HowardHinnant commented 3 days ago

high_resolution_clock has no portable relationship to the civil calendar. Thus this code is not guaranteed to even compile for you. If it is compiling, that means that high_resolution_clock is a type alias for system_clock on your platform. And this is only true when using gcc. Note that the latest gcc has fully implemented this library in C++20 chrono and using that is my recommendation.

Here is how you could wrap these three choices up into a single function.

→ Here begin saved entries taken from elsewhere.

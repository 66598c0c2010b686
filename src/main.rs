mod telemetry;

use company_registry_api::Application;
use company_registry_infra::setup_context;
use telemetry::{get_subscriber, init_subscriber};

#[actix_web::main]
async fn main() -> anyhow::Result<()> {
    let subscriber = get_subscriber("company_registry_server".into(), "info".into());
    init_subscriber(subscriber)?;

    let context = setup_context().await?;

    let app = Application::new(context).await?;
    app.start().await?;
    Ok(())
}
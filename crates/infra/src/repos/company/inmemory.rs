use super::ICompanyRepo;
use crate::repos::shared::{inmemory_repo::Collection, repo::RepoError};
use company_registry_domain::{Company, CompanyPatch, CompanyProfile, ID};

pub struct InMemoryCompanyRepo {
    companies: Collection<Company>,
}

impl InMemoryCompanyRepo {
    pub fn new() -> Self {
        Self {
            companies: Collection::new(),
        }
    }
}

impl Default for InMemoryCompanyRepo {
    fn default() -> Self {
        Self::new()
    }
}

/// Mirrors the `CHECK` on `companies.company_name`
fn check_name(name: &str) -> Result<(), RepoError> {
    if name.trim().is_empty() {
        return Err(RepoError::ConstraintViolation(
            "companies_company_name_check".into(),
        ));
    }
    Ok(())
}

/// Same order as `ORDER BY lower(company_name), company_name, id`
fn name_order(company: &Company) -> (String, String, ID) {
    (
        company.profile.company_name.to_lowercase(),
        company.profile.company_name.clone(),
        company.id,
    )
}

#[async_trait::async_trait]
impl ICompanyRepo for InMemoryCompanyRepo {
    async fn insert(&self, profile: &CompanyProfile) -> Result<Company, RepoError> {
        check_name(&profile.company_name)?;
        let company = Company {
            id: self.companies.next_id(),
            profile: profile.clone(),
        };
        self.companies.insert(&company);
        Ok(company)
    }

    async fn find_all(&self) -> Result<Vec<Company>, RepoError> {
        let mut companies = self.companies.filter(|_| true);
        companies.sort_by_cached_key(name_order);
        Ok(companies)
    }

    async fn find(&self, company_id: &ID) -> Result<Option<Company>, RepoError> {
        Ok(self.companies.find(company_id))
    }

    async fn find_many(&self, company_ids: &[ID]) -> Result<Vec<Company>, RepoError> {
        let mut companies = self
            .companies
            .filter(|company| company_ids.contains(&company.id));
        companies.sort_by_key(|company| company.id);
        Ok(companies)
    }

    async fn update(&self, company_id: &ID, patch: &CompanyPatch) -> Result<u64, RepoError> {
        if let Some(name) = &patch.company_name {
            check_name(name)?;
        }
        Ok(self.companies.update_where(
            |company| company.id == *company_id,
            |company| company.profile.apply(patch),
        ))
    }

    async fn delete(&self, company_id: &ID) -> Result<Option<Company>, RepoError> {
        Ok(self.companies.remove(company_id))
    }
}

To do so there are a few observations:

  1. The first two options will successfully parse with the format "%F %TZ" if the time point has microseconds resolution. As long as the fractional seconds field ends with EOF or a non-digit, one can parse a lower-precision stream into a higher-precision time point or duration. And you need just a bare Z to match the trailing Z in both of these examples.
  2. The difference between the first two and third examples is demarcated by a ` vs aT` after the date. One can use that to switch formats mid-stream.
#include "date/date.h"
#include <chrono>
#include <iostream>
#include <sstream>

using TimePoint = date::sys_time<std::chrono::microseconds>;

TimePoint
parseISO8601(std::istream& is)
{
    date::sys_days td;
    TimePoint::duration tod;
    std::chrono::minutes offset{};
    is >> date::parse("%F", td);
    if (is.fail())
        throw std::runtime_error("failed to parse date");
    auto T = static_cast<char>(is.get());
    if (T == ' ')
    {
        is >> date::parse("%TZ", tod);
    }
    else if (T == 'T')
    {
        is >> date::parse("%T%Ez", tod, offset);
    }
    else
        throw std::runtime_error("Failed to parse ' ' or 'T' after date");
    if (is.fail())
        throw std::runtime_error("failed to parse time of day");
    return td + tod - offset;
}

int
main()
{
    using date::operator<<;
    TimePoint tp;
    std::istringstream in1{"2024-06-28 06:18:26.028111Z"};
    std::cout << parseISO8601(in1) << '\n';
    std::istringstream in2{"2024-06-28 06:18:26.028Z"};
    std::cout << parseISO8601(in2) << '\n';
    std::istringstream in3{"2024-06-28T06:18:26.028+02:00"};
    std::cout << parseISO8601(in3) << '\n';
}

This outputs for me:

2024-06-28 06:18:26.028111
2024-06-28 06:18:26.028000
2024-06-28 04:18:26.028000

Note the third timestamp is 2h earlier as the input is a local_time+offset and the output is system time (UTC).

TrueWodzu commented 6 hours ago

@HowardHinnant thank you for taking the time to respond me. Much appreciated!